▶ [Exercise prompt]: Looking through the listing below, state how many lines have the word "strings" in them. Only the number should be given.

Records for this task: Begin

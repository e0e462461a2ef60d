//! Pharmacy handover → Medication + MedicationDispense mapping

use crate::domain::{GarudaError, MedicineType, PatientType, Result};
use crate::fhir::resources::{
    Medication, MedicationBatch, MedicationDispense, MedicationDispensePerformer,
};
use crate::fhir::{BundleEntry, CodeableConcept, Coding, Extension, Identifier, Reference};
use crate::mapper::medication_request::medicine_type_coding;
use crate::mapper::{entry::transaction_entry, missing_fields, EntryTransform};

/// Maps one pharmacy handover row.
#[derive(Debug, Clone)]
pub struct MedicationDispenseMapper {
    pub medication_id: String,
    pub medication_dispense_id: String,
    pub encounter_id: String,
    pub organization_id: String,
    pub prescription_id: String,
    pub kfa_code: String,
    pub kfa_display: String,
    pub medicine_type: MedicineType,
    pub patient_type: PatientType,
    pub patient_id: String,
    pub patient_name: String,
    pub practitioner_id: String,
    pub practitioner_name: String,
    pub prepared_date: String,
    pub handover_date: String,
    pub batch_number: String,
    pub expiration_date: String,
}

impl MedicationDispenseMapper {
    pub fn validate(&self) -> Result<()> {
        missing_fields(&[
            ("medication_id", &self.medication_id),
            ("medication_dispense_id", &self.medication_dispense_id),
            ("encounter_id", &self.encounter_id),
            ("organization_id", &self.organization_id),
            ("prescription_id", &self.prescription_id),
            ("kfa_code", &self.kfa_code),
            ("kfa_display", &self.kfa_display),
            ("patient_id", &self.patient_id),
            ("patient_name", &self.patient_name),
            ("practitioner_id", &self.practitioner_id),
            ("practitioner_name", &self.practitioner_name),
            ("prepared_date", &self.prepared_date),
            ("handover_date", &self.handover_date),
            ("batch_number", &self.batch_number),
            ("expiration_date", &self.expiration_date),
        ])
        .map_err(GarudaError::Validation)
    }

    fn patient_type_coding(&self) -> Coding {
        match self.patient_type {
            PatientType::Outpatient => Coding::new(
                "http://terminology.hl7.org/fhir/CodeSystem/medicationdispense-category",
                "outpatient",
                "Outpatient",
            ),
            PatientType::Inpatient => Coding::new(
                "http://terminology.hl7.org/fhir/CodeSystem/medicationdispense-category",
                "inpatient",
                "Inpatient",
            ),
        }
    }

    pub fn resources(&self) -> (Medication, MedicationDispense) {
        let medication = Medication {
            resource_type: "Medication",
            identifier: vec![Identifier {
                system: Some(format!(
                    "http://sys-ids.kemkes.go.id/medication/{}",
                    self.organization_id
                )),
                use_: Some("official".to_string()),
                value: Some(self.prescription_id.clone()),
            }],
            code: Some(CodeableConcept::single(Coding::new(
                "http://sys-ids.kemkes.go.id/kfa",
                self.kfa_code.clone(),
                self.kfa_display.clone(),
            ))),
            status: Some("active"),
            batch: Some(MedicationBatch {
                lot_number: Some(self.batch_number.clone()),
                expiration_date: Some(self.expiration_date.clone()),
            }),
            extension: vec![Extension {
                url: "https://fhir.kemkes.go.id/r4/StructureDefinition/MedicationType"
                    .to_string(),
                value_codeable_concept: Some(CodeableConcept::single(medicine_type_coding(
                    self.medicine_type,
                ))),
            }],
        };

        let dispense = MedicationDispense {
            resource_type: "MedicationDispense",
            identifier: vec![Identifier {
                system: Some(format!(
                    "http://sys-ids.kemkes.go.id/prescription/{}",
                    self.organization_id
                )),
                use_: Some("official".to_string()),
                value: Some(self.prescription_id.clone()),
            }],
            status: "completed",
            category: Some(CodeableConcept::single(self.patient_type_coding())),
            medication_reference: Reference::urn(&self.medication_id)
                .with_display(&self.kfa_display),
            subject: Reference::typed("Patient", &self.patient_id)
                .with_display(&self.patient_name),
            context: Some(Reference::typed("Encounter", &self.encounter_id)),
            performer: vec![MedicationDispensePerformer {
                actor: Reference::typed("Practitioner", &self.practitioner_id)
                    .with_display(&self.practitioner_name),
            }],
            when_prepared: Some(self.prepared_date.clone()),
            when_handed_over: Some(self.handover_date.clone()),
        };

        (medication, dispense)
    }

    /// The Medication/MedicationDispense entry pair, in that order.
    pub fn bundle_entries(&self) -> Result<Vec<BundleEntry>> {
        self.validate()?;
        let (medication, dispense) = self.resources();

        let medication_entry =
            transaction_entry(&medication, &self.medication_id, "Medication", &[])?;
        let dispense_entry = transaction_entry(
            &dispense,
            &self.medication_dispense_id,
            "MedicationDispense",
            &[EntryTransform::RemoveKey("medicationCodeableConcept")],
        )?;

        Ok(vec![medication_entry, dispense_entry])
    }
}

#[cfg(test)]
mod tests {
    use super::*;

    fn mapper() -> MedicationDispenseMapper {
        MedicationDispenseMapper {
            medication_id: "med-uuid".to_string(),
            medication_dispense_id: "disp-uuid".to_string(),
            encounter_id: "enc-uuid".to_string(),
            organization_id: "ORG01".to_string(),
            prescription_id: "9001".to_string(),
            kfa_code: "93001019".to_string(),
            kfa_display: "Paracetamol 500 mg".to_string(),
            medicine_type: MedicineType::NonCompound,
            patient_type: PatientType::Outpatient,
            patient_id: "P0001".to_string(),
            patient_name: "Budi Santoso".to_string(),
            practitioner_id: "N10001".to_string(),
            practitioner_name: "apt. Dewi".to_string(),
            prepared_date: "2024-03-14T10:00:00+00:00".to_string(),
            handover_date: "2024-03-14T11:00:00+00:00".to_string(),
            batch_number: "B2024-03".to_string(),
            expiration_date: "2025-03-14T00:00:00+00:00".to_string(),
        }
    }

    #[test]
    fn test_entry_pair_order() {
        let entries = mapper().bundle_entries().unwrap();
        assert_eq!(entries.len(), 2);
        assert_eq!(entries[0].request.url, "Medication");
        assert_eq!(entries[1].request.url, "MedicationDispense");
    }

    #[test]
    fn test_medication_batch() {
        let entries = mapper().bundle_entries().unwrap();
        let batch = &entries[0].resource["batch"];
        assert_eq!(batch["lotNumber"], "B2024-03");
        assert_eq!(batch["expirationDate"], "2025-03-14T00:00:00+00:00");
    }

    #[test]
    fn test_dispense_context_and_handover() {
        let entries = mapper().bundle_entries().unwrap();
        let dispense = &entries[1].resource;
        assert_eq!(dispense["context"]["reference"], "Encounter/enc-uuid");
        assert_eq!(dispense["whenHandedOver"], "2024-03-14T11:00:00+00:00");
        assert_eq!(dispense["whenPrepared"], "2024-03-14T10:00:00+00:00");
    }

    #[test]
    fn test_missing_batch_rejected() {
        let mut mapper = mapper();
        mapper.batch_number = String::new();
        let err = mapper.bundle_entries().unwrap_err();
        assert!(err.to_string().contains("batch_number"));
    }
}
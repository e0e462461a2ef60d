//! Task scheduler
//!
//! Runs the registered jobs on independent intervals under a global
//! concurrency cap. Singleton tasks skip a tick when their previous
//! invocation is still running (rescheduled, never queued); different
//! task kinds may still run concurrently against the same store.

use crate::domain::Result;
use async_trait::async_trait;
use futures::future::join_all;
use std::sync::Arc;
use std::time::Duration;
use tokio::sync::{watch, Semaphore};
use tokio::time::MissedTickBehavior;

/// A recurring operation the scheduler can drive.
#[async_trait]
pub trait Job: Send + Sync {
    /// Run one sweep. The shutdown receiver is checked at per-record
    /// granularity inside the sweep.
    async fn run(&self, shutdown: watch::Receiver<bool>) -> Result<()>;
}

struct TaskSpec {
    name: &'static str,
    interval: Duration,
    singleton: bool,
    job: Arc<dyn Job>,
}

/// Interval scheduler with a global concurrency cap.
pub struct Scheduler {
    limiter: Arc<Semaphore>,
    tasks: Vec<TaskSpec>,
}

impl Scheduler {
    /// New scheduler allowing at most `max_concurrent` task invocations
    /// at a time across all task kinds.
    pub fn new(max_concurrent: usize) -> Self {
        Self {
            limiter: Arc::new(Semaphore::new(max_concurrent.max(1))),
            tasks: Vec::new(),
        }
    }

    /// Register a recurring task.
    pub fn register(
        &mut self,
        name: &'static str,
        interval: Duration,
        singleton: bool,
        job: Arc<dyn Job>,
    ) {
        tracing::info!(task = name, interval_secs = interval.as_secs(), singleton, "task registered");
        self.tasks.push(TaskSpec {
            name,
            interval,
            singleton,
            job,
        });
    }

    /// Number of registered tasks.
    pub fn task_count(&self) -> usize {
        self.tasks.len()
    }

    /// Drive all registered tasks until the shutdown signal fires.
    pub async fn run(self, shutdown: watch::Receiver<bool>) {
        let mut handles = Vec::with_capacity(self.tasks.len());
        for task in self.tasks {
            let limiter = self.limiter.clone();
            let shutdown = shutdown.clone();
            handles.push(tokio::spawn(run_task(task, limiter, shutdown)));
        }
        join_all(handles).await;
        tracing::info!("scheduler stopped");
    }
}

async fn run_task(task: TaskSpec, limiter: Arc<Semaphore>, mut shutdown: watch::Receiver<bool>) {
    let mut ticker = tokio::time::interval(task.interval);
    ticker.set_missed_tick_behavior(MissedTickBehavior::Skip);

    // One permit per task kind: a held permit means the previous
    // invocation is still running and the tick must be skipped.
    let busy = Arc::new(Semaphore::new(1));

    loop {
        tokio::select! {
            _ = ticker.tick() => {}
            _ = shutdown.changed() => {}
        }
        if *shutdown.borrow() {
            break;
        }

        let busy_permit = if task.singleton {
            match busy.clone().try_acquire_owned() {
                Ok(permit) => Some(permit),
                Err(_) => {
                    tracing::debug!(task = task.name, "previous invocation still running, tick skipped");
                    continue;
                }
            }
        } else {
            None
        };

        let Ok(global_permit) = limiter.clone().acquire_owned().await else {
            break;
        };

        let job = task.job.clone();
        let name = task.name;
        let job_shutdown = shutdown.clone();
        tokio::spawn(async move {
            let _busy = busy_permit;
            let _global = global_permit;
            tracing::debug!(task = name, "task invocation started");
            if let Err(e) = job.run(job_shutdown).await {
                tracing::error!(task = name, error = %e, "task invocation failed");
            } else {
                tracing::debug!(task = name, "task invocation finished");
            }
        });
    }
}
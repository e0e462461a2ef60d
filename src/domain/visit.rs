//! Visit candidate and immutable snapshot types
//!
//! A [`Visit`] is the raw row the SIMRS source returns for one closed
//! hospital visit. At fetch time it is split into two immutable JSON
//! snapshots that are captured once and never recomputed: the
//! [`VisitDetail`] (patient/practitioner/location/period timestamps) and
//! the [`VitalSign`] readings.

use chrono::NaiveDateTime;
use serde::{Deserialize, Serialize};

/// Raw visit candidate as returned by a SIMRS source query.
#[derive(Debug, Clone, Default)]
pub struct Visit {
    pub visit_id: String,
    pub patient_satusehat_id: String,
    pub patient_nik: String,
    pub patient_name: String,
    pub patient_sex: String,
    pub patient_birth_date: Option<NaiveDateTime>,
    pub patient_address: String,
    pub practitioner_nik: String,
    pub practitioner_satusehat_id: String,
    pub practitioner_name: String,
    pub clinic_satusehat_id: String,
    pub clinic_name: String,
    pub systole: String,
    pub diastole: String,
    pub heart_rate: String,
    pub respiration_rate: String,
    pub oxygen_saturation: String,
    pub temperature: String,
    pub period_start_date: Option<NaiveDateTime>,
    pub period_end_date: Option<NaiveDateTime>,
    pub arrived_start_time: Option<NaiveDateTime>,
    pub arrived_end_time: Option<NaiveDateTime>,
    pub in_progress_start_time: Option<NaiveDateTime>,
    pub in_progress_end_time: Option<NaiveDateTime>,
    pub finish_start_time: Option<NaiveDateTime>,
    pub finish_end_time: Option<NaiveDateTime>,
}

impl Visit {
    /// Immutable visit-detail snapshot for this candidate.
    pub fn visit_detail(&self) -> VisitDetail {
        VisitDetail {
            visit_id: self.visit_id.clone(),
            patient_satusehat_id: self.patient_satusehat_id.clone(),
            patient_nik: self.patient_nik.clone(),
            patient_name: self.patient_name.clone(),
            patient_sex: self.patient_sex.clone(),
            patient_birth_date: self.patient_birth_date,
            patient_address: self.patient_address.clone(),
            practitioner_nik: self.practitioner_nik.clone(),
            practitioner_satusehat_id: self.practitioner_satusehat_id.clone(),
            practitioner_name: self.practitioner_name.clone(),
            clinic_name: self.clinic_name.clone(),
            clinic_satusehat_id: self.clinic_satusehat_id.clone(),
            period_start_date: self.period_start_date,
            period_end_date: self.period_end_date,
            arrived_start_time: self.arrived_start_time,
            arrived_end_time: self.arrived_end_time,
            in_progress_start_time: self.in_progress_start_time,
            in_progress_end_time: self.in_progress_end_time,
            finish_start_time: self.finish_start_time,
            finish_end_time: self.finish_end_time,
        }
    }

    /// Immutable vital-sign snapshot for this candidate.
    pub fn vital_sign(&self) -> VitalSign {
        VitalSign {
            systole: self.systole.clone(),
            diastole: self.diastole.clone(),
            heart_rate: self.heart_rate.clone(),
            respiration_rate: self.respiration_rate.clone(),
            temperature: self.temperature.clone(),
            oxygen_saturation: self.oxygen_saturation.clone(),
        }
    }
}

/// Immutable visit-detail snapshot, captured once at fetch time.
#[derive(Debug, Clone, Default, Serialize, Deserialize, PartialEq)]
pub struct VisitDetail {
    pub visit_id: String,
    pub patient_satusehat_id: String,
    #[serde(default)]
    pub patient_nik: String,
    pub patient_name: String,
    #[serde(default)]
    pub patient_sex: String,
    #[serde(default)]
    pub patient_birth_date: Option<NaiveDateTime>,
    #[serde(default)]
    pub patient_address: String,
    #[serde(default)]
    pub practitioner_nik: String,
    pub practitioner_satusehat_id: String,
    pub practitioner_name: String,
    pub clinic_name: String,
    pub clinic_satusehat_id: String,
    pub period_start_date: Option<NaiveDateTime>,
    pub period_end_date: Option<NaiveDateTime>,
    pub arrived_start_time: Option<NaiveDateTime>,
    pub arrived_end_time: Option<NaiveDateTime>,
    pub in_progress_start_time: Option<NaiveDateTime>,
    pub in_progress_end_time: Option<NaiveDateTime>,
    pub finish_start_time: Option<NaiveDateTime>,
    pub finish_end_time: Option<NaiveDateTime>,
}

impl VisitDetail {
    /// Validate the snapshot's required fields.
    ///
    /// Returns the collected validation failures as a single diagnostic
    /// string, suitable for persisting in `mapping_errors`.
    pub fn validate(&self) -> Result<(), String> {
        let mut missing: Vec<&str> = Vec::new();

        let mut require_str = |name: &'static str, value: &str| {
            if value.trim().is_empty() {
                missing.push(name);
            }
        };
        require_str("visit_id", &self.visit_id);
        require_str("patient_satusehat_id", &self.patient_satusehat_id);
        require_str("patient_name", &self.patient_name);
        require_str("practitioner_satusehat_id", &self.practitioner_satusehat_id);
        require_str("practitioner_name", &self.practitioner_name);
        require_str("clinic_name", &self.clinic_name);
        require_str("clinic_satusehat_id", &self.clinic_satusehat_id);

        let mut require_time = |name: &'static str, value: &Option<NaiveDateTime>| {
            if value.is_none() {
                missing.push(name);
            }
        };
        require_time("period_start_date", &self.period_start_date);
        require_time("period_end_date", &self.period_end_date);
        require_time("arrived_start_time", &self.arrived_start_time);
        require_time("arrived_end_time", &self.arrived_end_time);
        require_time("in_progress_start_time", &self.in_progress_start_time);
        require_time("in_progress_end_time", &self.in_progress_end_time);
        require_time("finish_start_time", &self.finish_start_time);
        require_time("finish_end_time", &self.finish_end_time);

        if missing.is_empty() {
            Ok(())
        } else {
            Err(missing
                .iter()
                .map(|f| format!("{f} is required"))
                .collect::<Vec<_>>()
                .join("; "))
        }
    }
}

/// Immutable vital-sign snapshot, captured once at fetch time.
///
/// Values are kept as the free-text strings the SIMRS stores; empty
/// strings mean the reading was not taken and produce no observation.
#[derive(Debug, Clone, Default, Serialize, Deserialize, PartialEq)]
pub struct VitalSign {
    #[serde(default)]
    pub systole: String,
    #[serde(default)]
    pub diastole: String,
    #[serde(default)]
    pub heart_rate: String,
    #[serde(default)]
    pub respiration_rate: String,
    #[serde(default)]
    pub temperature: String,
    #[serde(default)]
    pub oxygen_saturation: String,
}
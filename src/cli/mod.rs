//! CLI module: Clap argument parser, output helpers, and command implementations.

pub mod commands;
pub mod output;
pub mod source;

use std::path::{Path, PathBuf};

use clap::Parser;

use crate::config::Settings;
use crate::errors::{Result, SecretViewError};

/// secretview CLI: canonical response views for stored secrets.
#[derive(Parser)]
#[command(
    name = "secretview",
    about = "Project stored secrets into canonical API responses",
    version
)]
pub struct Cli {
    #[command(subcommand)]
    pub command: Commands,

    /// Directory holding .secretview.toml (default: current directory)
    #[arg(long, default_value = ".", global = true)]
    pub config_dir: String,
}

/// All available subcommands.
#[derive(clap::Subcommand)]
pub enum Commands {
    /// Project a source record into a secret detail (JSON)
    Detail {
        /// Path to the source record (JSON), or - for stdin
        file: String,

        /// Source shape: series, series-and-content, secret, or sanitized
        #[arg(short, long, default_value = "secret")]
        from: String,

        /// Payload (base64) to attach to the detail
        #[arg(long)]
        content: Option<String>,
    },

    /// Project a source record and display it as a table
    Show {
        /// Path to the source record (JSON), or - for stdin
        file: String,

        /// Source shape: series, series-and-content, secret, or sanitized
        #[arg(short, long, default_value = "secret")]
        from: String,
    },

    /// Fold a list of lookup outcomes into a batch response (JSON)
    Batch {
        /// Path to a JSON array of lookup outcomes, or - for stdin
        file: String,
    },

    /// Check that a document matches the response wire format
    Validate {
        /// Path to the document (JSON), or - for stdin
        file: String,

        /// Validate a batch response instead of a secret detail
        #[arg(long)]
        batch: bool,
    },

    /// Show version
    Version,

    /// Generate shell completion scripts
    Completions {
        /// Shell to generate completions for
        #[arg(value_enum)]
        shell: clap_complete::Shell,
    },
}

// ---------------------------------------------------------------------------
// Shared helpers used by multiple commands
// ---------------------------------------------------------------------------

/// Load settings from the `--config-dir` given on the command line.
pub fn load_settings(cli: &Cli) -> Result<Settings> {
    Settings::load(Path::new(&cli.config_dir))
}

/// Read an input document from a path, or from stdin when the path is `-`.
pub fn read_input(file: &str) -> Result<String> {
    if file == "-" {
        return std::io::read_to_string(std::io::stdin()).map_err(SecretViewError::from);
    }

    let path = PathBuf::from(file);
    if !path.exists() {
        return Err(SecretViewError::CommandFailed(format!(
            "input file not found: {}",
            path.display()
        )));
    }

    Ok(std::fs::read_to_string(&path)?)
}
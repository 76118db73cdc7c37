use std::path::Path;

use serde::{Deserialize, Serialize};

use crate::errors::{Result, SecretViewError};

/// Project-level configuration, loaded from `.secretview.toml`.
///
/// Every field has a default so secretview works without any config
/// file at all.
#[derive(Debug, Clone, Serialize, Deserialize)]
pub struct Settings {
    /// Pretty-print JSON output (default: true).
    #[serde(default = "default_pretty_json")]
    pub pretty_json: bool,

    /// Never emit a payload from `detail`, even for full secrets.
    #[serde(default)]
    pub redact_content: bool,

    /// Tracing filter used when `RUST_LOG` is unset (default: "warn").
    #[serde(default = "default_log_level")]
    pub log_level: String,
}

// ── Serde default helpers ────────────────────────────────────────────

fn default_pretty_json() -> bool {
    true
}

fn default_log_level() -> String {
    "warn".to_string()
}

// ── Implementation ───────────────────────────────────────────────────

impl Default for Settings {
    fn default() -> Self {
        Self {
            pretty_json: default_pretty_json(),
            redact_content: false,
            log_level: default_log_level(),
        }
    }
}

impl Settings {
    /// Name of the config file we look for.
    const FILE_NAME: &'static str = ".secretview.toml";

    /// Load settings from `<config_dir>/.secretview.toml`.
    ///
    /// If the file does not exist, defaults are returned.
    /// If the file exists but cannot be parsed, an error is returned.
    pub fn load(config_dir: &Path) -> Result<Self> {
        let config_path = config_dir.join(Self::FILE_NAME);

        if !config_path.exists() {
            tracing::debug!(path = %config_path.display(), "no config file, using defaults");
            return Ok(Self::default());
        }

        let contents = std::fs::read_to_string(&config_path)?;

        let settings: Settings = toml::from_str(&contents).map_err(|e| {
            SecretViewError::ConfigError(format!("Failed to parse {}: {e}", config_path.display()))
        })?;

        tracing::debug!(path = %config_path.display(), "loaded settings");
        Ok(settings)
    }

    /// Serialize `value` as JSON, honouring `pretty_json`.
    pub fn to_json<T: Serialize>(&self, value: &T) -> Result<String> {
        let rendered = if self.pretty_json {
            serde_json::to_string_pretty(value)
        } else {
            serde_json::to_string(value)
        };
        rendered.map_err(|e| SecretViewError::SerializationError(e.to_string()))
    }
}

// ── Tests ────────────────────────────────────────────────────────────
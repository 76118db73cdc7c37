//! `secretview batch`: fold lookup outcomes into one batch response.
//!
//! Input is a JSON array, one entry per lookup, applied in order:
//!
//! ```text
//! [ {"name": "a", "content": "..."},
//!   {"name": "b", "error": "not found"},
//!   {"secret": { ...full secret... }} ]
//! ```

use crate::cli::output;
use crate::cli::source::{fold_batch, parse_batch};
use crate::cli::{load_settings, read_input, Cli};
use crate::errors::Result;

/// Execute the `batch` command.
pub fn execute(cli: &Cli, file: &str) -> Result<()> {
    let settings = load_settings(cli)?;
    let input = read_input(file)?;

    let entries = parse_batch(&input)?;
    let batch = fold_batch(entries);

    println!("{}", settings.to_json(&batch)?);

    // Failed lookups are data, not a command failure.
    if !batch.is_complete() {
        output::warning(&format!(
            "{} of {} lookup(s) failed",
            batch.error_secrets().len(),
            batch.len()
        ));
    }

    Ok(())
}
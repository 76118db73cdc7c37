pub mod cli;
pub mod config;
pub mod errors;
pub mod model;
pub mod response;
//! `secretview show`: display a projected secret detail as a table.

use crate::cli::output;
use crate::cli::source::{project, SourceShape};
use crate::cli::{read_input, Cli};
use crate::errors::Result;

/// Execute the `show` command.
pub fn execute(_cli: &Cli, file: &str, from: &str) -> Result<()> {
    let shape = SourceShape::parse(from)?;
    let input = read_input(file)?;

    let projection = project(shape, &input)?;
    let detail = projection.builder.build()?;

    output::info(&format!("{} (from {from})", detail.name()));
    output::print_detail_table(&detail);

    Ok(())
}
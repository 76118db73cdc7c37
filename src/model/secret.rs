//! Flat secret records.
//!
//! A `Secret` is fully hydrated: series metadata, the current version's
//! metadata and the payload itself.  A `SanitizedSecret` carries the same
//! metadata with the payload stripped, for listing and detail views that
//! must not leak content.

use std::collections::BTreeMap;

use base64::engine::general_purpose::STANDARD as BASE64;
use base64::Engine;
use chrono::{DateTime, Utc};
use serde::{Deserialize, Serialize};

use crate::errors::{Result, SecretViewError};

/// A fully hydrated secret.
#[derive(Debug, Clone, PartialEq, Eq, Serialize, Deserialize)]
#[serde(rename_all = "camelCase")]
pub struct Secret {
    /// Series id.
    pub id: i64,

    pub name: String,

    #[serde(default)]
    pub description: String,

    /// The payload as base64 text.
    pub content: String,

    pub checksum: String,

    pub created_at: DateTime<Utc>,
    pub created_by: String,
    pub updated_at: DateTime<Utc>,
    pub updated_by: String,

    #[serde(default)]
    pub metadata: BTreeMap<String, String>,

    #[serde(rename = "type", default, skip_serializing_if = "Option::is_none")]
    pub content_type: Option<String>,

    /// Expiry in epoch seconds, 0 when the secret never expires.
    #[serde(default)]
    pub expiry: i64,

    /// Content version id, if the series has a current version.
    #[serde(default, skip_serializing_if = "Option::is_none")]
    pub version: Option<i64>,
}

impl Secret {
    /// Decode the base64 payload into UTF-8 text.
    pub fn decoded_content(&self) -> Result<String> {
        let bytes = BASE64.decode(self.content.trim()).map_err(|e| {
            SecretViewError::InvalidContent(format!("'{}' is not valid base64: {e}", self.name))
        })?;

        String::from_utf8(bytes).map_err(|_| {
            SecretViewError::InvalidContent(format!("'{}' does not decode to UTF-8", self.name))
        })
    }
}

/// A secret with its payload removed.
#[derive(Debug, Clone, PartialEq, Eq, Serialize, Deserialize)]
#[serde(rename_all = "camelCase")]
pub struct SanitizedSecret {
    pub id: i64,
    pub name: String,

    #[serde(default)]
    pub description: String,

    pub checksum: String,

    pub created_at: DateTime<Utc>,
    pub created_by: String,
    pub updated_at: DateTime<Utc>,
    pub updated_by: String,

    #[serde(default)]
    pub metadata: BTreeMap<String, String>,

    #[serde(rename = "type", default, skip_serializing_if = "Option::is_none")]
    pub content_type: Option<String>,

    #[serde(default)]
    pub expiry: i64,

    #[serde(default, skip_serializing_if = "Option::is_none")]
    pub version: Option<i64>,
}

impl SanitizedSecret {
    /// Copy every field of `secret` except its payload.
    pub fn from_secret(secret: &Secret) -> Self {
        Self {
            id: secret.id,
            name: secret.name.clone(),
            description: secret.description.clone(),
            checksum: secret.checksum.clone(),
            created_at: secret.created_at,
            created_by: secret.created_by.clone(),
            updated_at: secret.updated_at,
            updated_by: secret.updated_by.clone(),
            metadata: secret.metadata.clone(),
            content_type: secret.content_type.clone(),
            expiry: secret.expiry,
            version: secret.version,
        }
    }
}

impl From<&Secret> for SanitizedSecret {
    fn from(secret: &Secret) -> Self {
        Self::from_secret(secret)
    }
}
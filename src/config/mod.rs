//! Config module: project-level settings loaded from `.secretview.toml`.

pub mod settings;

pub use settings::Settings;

Records for this task: End

▶ [Solution for this exercise]: 2